Who would have thought that this winter root vegetable could be transformed into a such a luxurious puree? Not me! l admit that l used to be a snob when it came to parsnips, and rarely considered them as worthy enough to grace my table.
At least not until l started exploring the different ways you can prepare them.
So far, parsnip puree is my favourite.
Simmer then Blitz
A super silky puree results if the parsnip is sliced and chopped, simmered in milk with a knob of butter for extra richness, then blitzed in a blender. Caution: over blending will result in a gluey consistency, so don’t over do it!
Stephanie Alexander (Australian cook, food writer and restauranteur), suggests that the puree should be ‘flowing’ rather than ‘dolloping’. I agree! It is easy enough to adjust the consistency by adding more milk; I prefer my puree to be on the thinner side – no stiff mountains of mash for me.
What does Parsnip Puree go with?
Parsnip Puree goes beautifully with any dish that you would eat mashed potato with. In a recent post, Slow Cooked Lamb Shanks in Red Wine Sauce, l positioned the lamb shank (pictured above) upright on a bed of parsnip puree. I was being fancy!
Here are some other dishes you could easily substitute mashed potato with parsnip puree.
According to folklore, parsnip was used to make wine. Interesting, but l don’t think l’ll try it 🍷
Preparation Time: 15 mins
Cook Time: 20 mins
- 650 g/1.5 lb parsnips
- 2 1/4 cups milk
- 40 g/1.5 oz salted butter
- 2 tsp grated garlic
- 1/2 tsp white pepper
- Optional: grated nutmeg
- Peel the parsnips. Slice them into 1 cm / 1/2 ” rounds. Cut the wider rounds into halves or quarters.
- Place chopped parsnips into a medium saucepan.
- Add the remainder of the ingredients (except the nutmeg).
- Bring to the boil, then simmer until the parsnips are very soft.
- Remove from the stove.
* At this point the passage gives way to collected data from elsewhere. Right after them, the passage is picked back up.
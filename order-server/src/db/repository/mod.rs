//! Repository Module
//!
//! CRUD and aggregation queries against the embedded SurrealDB stores.
//! Tenant records live in the directory store; order repositories are
//! constructed per request around the resolved tenant's store handle.

pub mod order;
pub mod tenant;

// Re-exports
pub use order::{OrderFilter, OrderRepository, SortDirection, SortField, SortSpec};
pub use tenant::TenantRepository;

use surrealdb::Surreal;
use surrealdb::engine::local::Db;
use thiserror::Error;

/// Repository error types
#[derive(Debug, Error)]
pub enum RepoError {
    #[error("Not found: {0}")]
    NotFound(String),

    #[error("Duplicate: {0}")]
    Duplicate(String),

    #[error("Database error: {0}")]
    Database(String),
}

impl From<surrealdb::Error> for RepoError {
    fn from(err: surrealdb::Error) -> Self {
        RepoError::Database(err.to_string())
    }
}

/// Result type for repository operations
pub type RepoResult<T> = Result<T, RepoError>;

/// Base repository with database reference
#[derive(Clone)]
pub struct BaseRepository {
    db: Surreal<Db>,
}

impl BaseRepository {
    pub fn new(db: Surreal<Db>) -> Self {
        Self { db }
    }

    pub fn db(&self) -> &Surreal<Db> {
        &self.db
    }
}
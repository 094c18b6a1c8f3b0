//! Tenant Model
//!
//! Tenant records live in the shared directory store. They are provisioned
//! out-of-band; this service only reads them during tenant resolution.

use super::serde_helpers;
use serde::{Deserialize, Serialize};
use surrealdb::RecordId;

/// Tenant lifecycle status
#[derive(Debug, Clone, Copy, Serialize, Deserialize, PartialEq, Eq)]
#[serde(rename_all = "snake_case")]
pub enum TenantStatus {
    Active,
    Inactive,
    Suspended,
}

/// Per-tenant settings applied as defaults during order creation
#[derive(Debug, Clone, Serialize, Deserialize)]
#[serde(rename_all = "camelCase")]
pub struct TenantSettings {
    #[serde(default = "default_order_prefix")]
    pub order_prefix: String,
    #[serde(default = "default_currency")]
    pub currency: String,
    #[serde(default = "default_timezone")]
    pub timezone: String,
}

fn default_order_prefix() -> String {
    "ORD".to_string()
}

fn default_currency() -> String {
    "USD".to_string()
}

fn default_timezone() -> String {
    "UTC".to_string()
}

impl Default for TenantSettings {
    fn default() -> Self {
        Self {
            order_prefix: default_order_prefix(),
            currency: default_currency(),
            timezone: default_timezone(),
        }
    }
}

/// Tenant entity
#[derive(Debug, Clone, Serialize, Deserialize)]
#[serde(rename_all = "camelCase")]
pub struct Tenant {
    #[serde(
        default,
        skip_serializing_if = "Option::is_none",
        with = "serde_helpers::option_record_id"
    )]
    pub id: Option<RecordId>,
    pub tenant_id: String,
    pub name: String,
    /// Name of the tenant's isolated order store; stable for the tenant's lifetime
    pub data_store_ref: String,
    pub status: TenantStatus,
    #[serde(default)]
    pub settings: TenantSettings,
    pub created_at: i64,
    pub updated_at: i64,
}

/// Input for provisioning a tenant (tooling and tests)
#[derive(Debug, Clone, Serialize, Deserialize)]
#[serde(rename_all = "camelCase")]
pub struct TenantCreate {
    pub tenant_id: String,
    pub name: String,
    pub data_store_ref: String,
    #[serde(default)]
    pub status: Option<TenantStatus>,
    #[serde(default)]
    pub settings: Option<TenantSettings>,
}
//! Logging Infrastructure
//!
//! Structured logging setup for both development and production environments.

use std::path::Path;

use tracing_subscriber::EnvFilter;

/// Initialize the logger with defaults (`info` level, stdout)
pub fn init_logger() {
    init_logger_with_file(None, None);
}

/// Initialize the logger with an optional level override and daily file output
///
/// `RUST_LOG` takes precedence over `log_level` when set.
pub fn init_logger_with_file(log_level: Option<&str>, log_dir: Option<&str>) {
    let filter = EnvFilter::try_from_default_env()
        .unwrap_or_else(|_| EnvFilter::new(log_level.unwrap_or("info")));

    let subscriber = tracing_subscriber::fmt()
        .with_env_filter(filter)
        .with_file(false)
        .with_line_number(false)
        .with_thread_ids(false)
        .with_target(false);

    // Add file output if log_dir is provided and exists
    if let Some(dir) = log_dir {
        let log_path = Path::new(dir);
        if log_path.exists()
            && let Some(dir_str) = log_path.to_str()
        {
            let file_appender = tracing_appender::rolling::daily(dir_str, "order-server");
            subscriber.with_writer(file_appender).init();
            return;
        }
    }

    subscriber.init();
}
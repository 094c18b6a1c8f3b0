//! Order API Module
//!
//! All order routes operate inside the tenant/store/user scope injected by
//! the upstream gateway (see [`crate::tenancy::TenantContext`]).

mod handler;

use axum::{
    Router,
    routing::{get, patch, post},
};

use crate::core::ServerState;

/// Order router
pub fn router() -> Router<ServerState> {
    Router::new().nest("/api/orders", routes())
}

fn routes() -> Router<ServerState> {
    Router::new()
        .route("/", post(handler::create_order).get(handler::list_orders))
        // Static segment registered before the id capture
        .route("/stats", get(handler::get_order_stats))
        .route(
            "/{order_id}",
            get(handler::get_order_by_id).put(handler::update_order),
        )
        .route("/{order_id}/cancel", patch(handler::cancel_order))
}
//! Health check route
//!
//! | Path | Method | Auth |
//! |------|--------|------|
//! | /health | GET | none |

use axum::{Json, Router, extract::State, routing::get};
use serde::Serialize;

use crate::core::ServerState;

/// Health router - public, no tenant scope required
pub fn router() -> Router<ServerState> {
    Router::new().route("/health", get(health))
}

#[derive(Serialize)]
pub struct HealthResponse {
    /// Status (ok | error)
    status: &'static str,
    service: &'static str,
    version: &'static str,
    timestamp: String,
    uptime_seconds: u64,
}

async fn health(State(state): State<ServerState>) -> Json<HealthResponse> {
    Json(HealthResponse {
        status: "ok",
        service: "order-server",
        version: env!("CARGO_PKG_VERSION"),
        timestamp: chrono::Utc::now().to_rfc3339(),
        uptime_seconds: state.started_at.elapsed().as_secs(),
    })
}
//! Database Module
//!
//! Embedded SurrealDB stores. One *directory* store holds tenant records;
//! every tenant owns an isolated order store (its own RocksDB directory,
//! named by the tenant's `dataStoreRef`). Store handles are long-lived,
//! cached, and safe for concurrent use across in-flight requests.

pub mod models;
pub mod repository;

use std::path::PathBuf;
use std::sync::Arc;

use dashmap::DashMap;
use surrealdb::Surreal;
use surrealdb::engine::local::{Db, Mem, RocksDb};
use tokio::sync::Mutex;

use repository::{RepoError, RepoResult};

const NAMESPACE: &str = "orders";
const DIRECTORY_DB: &str = "directory";
const TENANT_DB: &str = "orders";

/// Storage backend for tenant stores
#[derive(Debug, Clone)]
enum StoreBackend {
    /// One RocksDB directory per tenant under `base_dir/tenants/`
    RocksDb { base_dir: PathBuf },
    /// In-memory stores (tests)
    Memory,
}

/// Database service — owns the directory store and the cached tenant stores
#[derive(Clone)]
pub struct DbService {
    directory: Surreal<Db>,
    tenant_stores: Arc<DashMap<String, Surreal<Db>>>,
    /// Serializes first-open of a tenant store; lookups stay lock-free
    open_lock: Arc<Mutex<()>>,
    backend: StoreBackend,
}

impl DbService {
    /// Open the on-disk stores under `work_dir/data`
    pub async fn open(work_dir: &str) -> RepoResult<Self> {
        let base_dir = PathBuf::from(work_dir).join("data");
        let path = base_dir.join(DIRECTORY_DB);
        let path_str = path.to_string_lossy().into_owned();
        let directory = Surreal::new::<RocksDb>(path_str.as_str()).await?;
        Self::init_directory(&directory).await?;

        tracing::info!(path = %base_dir.display(), "Database stores opened (RocksDB)");

        Ok(Self {
            directory,
            tenant_stores: Arc::new(DashMap::new()),
            open_lock: Arc::new(Mutex::new(())),
            backend: StoreBackend::RocksDb { base_dir },
        })
    }

    /// Open fully in-memory stores (tests)
    pub async fn open_in_memory() -> RepoResult<Self> {
        let directory = Surreal::new::<Mem>(()).await?;
        Self::init_directory(&directory).await?;

        Ok(Self {
            directory,
            tenant_stores: Arc::new(DashMap::new()),
            open_lock: Arc::new(Mutex::new(())),
            backend: StoreBackend::Memory,
        })
    }

    /// The shared directory store (tenant records)
    pub fn directory(&self) -> &Surreal<Db> {
        &self.directory
    }

    /// Handle to a tenant's isolated order store, opening it on first use
    pub async fn tenant_store(&self, data_store_ref: &str) -> RepoResult<Surreal<Db>> {
        if let Some(handle) = self.tenant_stores.get(data_store_ref) {
            return Ok(handle.clone());
        }

        // Double-checked: only one task may open a given store
        let _guard = self.open_lock.lock().await;
        if let Some(handle) = self.tenant_stores.get(data_store_ref) {
            return Ok(handle.clone());
        }

        let store = self.open_tenant_store(data_store_ref).await?;
        self.tenant_stores
            .insert(data_store_ref.to_string(), store.clone());
        tracing::info!(store = data_store_ref, "Tenant store opened");
        Ok(store)
    }

    async fn open_tenant_store(&self, data_store_ref: &str) -> RepoResult<Surreal<Db>> {
        let store = match &self.backend {
            StoreBackend::RocksDb { base_dir } => {
                let path = base_dir.join("tenants").join(data_store_ref);
                let path_str = path.to_string_lossy().into_owned();
                Surreal::new::<RocksDb>(path_str.as_str()).await?
            }
            StoreBackend::Memory => Surreal::new::<Mem>(()).await?,
        };
        store.use_ns(NAMESPACE).use_db(TENANT_DB).await?;
        Self::define_order_schema(&store).await?;
        Ok(store)
    }

    async fn init_directory(directory: &Surreal<Db>) -> RepoResult<()> {
        directory.use_ns(NAMESPACE).use_db(DIRECTORY_DB).await?;
        directory
            .query("DEFINE TABLE IF NOT EXISTS tenant SCHEMALESS")
            .query("DEFINE INDEX IF NOT EXISTS idx_tenant_id ON TABLE tenant COLUMNS tenantId UNIQUE")
            .query("DEFINE INDEX IF NOT EXISTS idx_tenant_store_ref ON TABLE tenant COLUMNS dataStoreRef UNIQUE")
            .await?
            .check()
            .map_err(RepoError::from)?;
        Ok(())
    }

    /// Mirrors the lookup paths the service actually takes: number uniqueness,
    /// customer/store/status filters, createdAt sorting.
    async fn define_order_schema(store: &Surreal<Db>) -> RepoResult<()> {
        store
            .query("DEFINE TABLE IF NOT EXISTS order SCHEMALESS")
            .query("DEFINE INDEX IF NOT EXISTS idx_order_number ON TABLE order COLUMNS orderNumber UNIQUE")
            .query("DEFINE INDEX IF NOT EXISTS idx_order_customer ON TABLE order COLUMNS customerId")
            .query("DEFINE INDEX IF NOT EXISTS idx_order_store ON TABLE order COLUMNS storeId")
            .query("DEFINE INDEX IF NOT EXISTS idx_order_status ON TABLE order COLUMNS status")
            .query("DEFINE INDEX IF NOT EXISTS idx_order_created ON TABLE order COLUMNS createdAt")
            .query("DEFINE TABLE IF NOT EXISTS order_counter SCHEMALESS")
            .await?
            .check()
            .map_err(RepoError::from)?;
        Ok(())
    }
}

#[cfg(test)]
mod tests {
    use super::*;

    #[tokio::test]
    async fn tenant_stores_are_isolated() {
        let db = DbService::open_in_memory().await.unwrap();
        let a = db.tenant_store("store_a").await.unwrap();
        let b = db.tenant_store("store_b").await.unwrap();

        a.query("CREATE order_counter:probe SET value = 1")
            .await
            .unwrap()
            .check()
            .unwrap();

        let mut result = b
            .query("SELECT value FROM order_counter:probe")
            .await
            .unwrap();
        let rows: Vec<serde_json::Value> = result.take(0).unwrap();
        assert!(rows.is_empty(), "tenant stores must not share data");
    }

    #[tokio::test]
    async fn tenant_store_handle_is_cached() {
        let db = DbService::open_in_memory().await.unwrap();
        let _ = db.tenant_store("store_a").await.unwrap();
        let _ = db.tenant_store("store_a").await.unwrap();
        assert_eq!(db.tenant_stores.len(), 1);
    }

    #[tokio::test]
    async fn opens_on_disk_stores() {
        let dir = tempfile::tempdir().unwrap();
        let db = DbService::open(dir.path().to_str().unwrap()).await.unwrap();
        let _ = db.tenant_store("store_a").await.unwrap();
    }
}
Place the mixture into a blender (notes 1, 2 & 3). Blitz until smooth. If the mixture is too thick for you liking, add a little more milk.
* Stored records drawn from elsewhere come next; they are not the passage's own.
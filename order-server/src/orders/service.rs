//! Order Lifecycle Engine
//!
//! One stateless service instance handles every tenant; the tenant scope is
//! passed per call and resolved through the [`TenantDirectory`] before any
//! store access. Orders are created once, then only ever mutated through
//! [`OrderService::update_order`] (cancellation included); they are never
//! physically deleted.

use tracing::info;

use crate::db::models::{
    Order, OrderCreate, OrderPatch, OrderStats, OrderStatus, OrderUpdate, PaymentStatus,
};
use crate::db::repository::{OrderFilter, OrderRepository, SortSpec};
use crate::orders::error::{OrderError, OrderResult};
use crate::orders::{numbering, query};
use crate::tenancy::{ResolvedTenant, TenantDirectory};
use crate::utils::{Pagination, time};

#[derive(Clone)]
pub struct OrderService {
    directory: TenantDirectory,
}

impl OrderService {
    pub fn new(directory: TenantDirectory) -> Self {
        Self { directory }
    }

    // ========================================================================
    // Create
    // ========================================================================

    /// Create an order: compute totals, assign a fresh order number, persist.
    /// No side effect beyond the write.
    pub async fn create_order(&self, tenant_id: &str, input: OrderCreate) -> OrderResult<Order> {
        let resolved = self.directory.resolve(tenant_id).await?;
        validate_create(&input)?;

        let repo = OrderRepository::new(resolved.store.clone());
        let order_number = self.next_order_number(&resolved, &repo).await?;

        let subtotal: f64 = input.items.iter().map(|item| item.total_price).sum();
        let tax = input.tax.unwrap_or(0.0);
        let shipping = input.shipping.unwrap_or(0.0);
        let discount = input.discount.unwrap_or(0.0);
        let total = subtotal + tax + shipping - discount;

        let currency = input
            .currency
            .unwrap_or_else(|| resolved.tenant.settings.currency.clone());

        let now = time::now_millis();
        let order = Order {
            id: None,
            order_number,
            customer_id: input.customer_id,
            customer_email: input.customer_email,
            customer_name: input.customer_name,
            store_id: input.store_id,
            items: input.items,
            status: OrderStatus::Pending,
            payment_status: PaymentStatus::Pending,
            payment_method: input.payment_method,
            subtotal,
            tax,
            shipping,
            discount,
            total,
            currency,
            shipping_address: input.shipping_address,
            billing_address: input.billing_address,
            notes: input.notes,
            tracking_number: None,
            estimated_delivery: None,
            delivered_at: None,
            cancelled_at: None,
            cancel_reason: None,
            created_by: input.created_by,
            updated_by: None,
            created_at: now,
            updated_at: now,
        };

        let created = repo.create(order).await?;
        info!(
            tenant_id,
            order_number = %created.order_number,
            total = created.total,
            "Order created"
        );
        Ok(created)
    }

    /// Next order number for the tenant; also exposed for tooling
    pub async fn generate_order_number(&self, tenant_id: &str) -> OrderResult<String> {
        let resolved = self.directory.resolve(tenant_id).await?;
        let repo = OrderRepository::new(resolved.store.clone());
        self.next_order_number(&resolved, &repo).await
    }

    async fn next_order_number(
        &self,
        resolved: &ResolvedTenant,
        repo: &OrderRepository,
    ) -> OrderResult<String> {
        let settings = &resolved.tenant.settings;
        let prefix = if settings.order_prefix.trim().is_empty() {
            numbering::DEFAULT_PREFIX
        } else {
            settings.order_prefix.as_str()
        };
        let date_key = numbering::today_key(&settings.timezone);

        let seq = repo
            .next_daily_sequence(&numbering::counter_key(prefix, &date_key))
            .await?;
        Ok(numbering::format_order_number(prefix, &date_key, seq))
    }

    // ========================================================================
    // Read
    // ========================================================================

    /// One page of orders matching the conjunctive filter set
    pub async fn get_orders(
        &self,
        tenant_id: &str,
        filter: OrderFilter,
        sort: SortSpec,
        page: u32,
        limit: u32,
    ) -> OrderResult<(Vec<Order>, Pagination)> {
        let resolved = self.directory.resolve(tenant_id).await?;
        let (page, limit) = query::normalize_page(page, limit)?;

        let repo = OrderRepository::new(resolved.store.clone());
        let total = repo.count(&filter).await?;
        let orders = repo.find_page(&filter, sort, limit, (page - 1) * limit).await?;

        Ok((orders, query::page_info(page, limit, total)))
    }

    pub async fn get_order_by_id(&self, tenant_id: &str, order_id: &str) -> OrderResult<Order> {
        let resolved = self.directory.resolve(tenant_id).await?;
        let repo = OrderRepository::new(resolved.store.clone());
        repo.find_by_id(order_id)
            .await?
            .ok_or_else(|| OrderError::OrderNotFound(order_id.to_string()))
    }

    // ========================================================================
    // Update / Cancel
    // ========================================================================

    /// Apply a partial update after the transition guards pass.
    ///
    /// Two guards only: a cancelled order rejects every patch, a delivered
    /// order accepts only a move to refunded. Other status jumps are accepted
    /// as-is (no full transition table; widening the guards is a pending
    /// product decision).
    pub async fn update_order(
        &self,
        tenant_id: &str,
        order_id: &str,
        update: OrderUpdate,
        updated_by: &str,
    ) -> OrderResult<Order> {
        let resolved = self.directory.resolve(tenant_id).await?;
        let repo = OrderRepository::new(resolved.store.clone());
        let order = repo
            .find_by_id(order_id)
            .await?
            .ok_or_else(|| OrderError::OrderNotFound(order_id.to_string()))?;

        let patch = OrderPatch {
            status: update.status,
            payment_status: update.payment_status,
            tracking_number: update.tracking_number,
            estimated_delivery: update.estimated_delivery,
            notes: update.notes,
            ..Default::default()
        };
        self.apply_update(tenant_id, &repo, &order, patch, updated_by)
            .await
    }

    /// Cancellation is an update with a required reason. The reason check
    /// runs first, before anything is fetched or mutated.
    pub async fn cancel_order(
        &self,
        tenant_id: &str,
        order_id: &str,
        reason: &str,
        cancelled_by: &str,
    ) -> OrderResult<Order> {
        let reason = reason.trim();
        if reason.is_empty() {
            return Err(OrderError::MissingCancelReason);
        }

        let resolved = self.directory.resolve(tenant_id).await?;
        let repo = OrderRepository::new(resolved.store.clone());
        let order = repo
            .find_by_id(order_id)
            .await?
            .ok_or_else(|| OrderError::OrderNotFound(order_id.to_string()))?;

        let patch = OrderPatch {
            status: Some(OrderStatus::Cancelled),
            cancel_reason: Some(reason.to_string()),
            ..Default::default()
        };
        self.apply_update(tenant_id, &repo, &order, patch, cancelled_by)
            .await
    }

    async fn apply_update(
        &self,
        tenant_id: &str,
        repo: &OrderRepository,
        order: &Order,
        mut patch: OrderPatch,
        updated_by: &str,
    ) -> OrderResult<Order> {
        // Guards run against the current status, before any field is applied
        if order.status == OrderStatus::Delivered && patch.status != Some(OrderStatus::Refunded) {
            return Err(OrderError::InvalidTransition(
                "Cannot modify delivered order".to_string(),
            ));
        }
        if order.status == OrderStatus::Cancelled {
            return Err(OrderError::InvalidTransition(
                "Cannot modify cancelled order".to_string(),
            ));
        }

        let now = time::now_millis();
        // Status milestones are stamped server-side; caller values never win
        match patch.status {
            Some(OrderStatus::Delivered) => patch.delivered_at = Some(now),
            Some(OrderStatus::Cancelled) => patch.cancelled_at = Some(now),
            _ => {}
        }
        patch.updated_by = Some(updated_by.to_string());
        patch.updated_at = Some(now);

        let updated = repo
            .merge_patch(&order.id_string(), patch)
            .await
            .map_err(|e| match e {
                crate::db::repository::RepoError::NotFound(_) => {
                    OrderError::OrderNotFound(order.order_number.clone())
                }
                other => OrderError::Storage(other),
            })?;

        info!(
            tenant_id,
            order_number = %updated.order_number,
            status = ?updated.status,
            "Order updated"
        );
        Ok(updated)
    }

    // ========================================================================
    // Stats
    // ========================================================================

    /// Aggregate stats over the tenant's orders, optionally store-scoped
    pub async fn get_order_stats(
        &self,
        tenant_id: &str,
        store_id: Option<&str>,
    ) -> OrderResult<OrderStats> {
        let resolved = self.directory.resolve(tenant_id).await?;
        let repo = OrderRepository::new(resolved.store.clone());
        Ok(repo.stats(store_id).await?)
    }
}

/// Domain invariants re-checked here even though the boundary validates
/// request shape; the engine is reachable from other internal callers.
fn validate_create(input: &OrderCreate) -> OrderResult<()> {
    if input.items.is_empty() {
        return Err(OrderError::Validation(
            "Order must contain at least one item".to_string(),
        ));
    }
    for (idx, item) in input.items.iter().enumerate() {
        if item.quantity < 1 {
            return Err(OrderError::Validation(format!(
                "items[{idx}].quantity must be >= 1"
            )));
        }
        if item.unit_price < 0.0 {
            return Err(OrderError::Validation(format!(
                "items[{idx}].unitPrice must be >= 0"
            )));
        }
        if item.total_price < 0.0 {
            return Err(OrderError::Validation(format!(
                "items[{idx}].totalPrice must be >= 0"
            )));
        }
        if item.discount < 0.0 {
            return Err(OrderError::Validation(format!(
                "items[{idx}].discount must be >= 0"
            )));
        }
    }
    for (value, field) in [
        (input.tax, "tax"),
        (input.shipping, "shipping"),
        (input.discount, "discount"),
    ] {
        if let Some(v) = value
            && v < 0.0
        {
            return Err(OrderError::Validation(format!("{field} must be >= 0")));
        }
    }
    Ok(())
}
- Pour puree into a serving bowl.
- Optional: Grate nutmeg on top. I do that because it’s a lovely touch, and because parsnips and nutmeg go really well together.
- Depending on the size of your blender, you may need to blend 1/2 the mixture first, then pour it into a serving dish, and repeat with the remaining mixture.
- The mixture will be hot, so unless you want to scrape puree off your ceiling DO NOT put the lid on the blend. Instead, cover the blender with a tea towel. Reason: Hot liquid has steam escaping which causes the air pressure to build inside a closed container. This pressure can cause the lid to blow off.
- Try not to over blend as you may end up with a gluey consistency.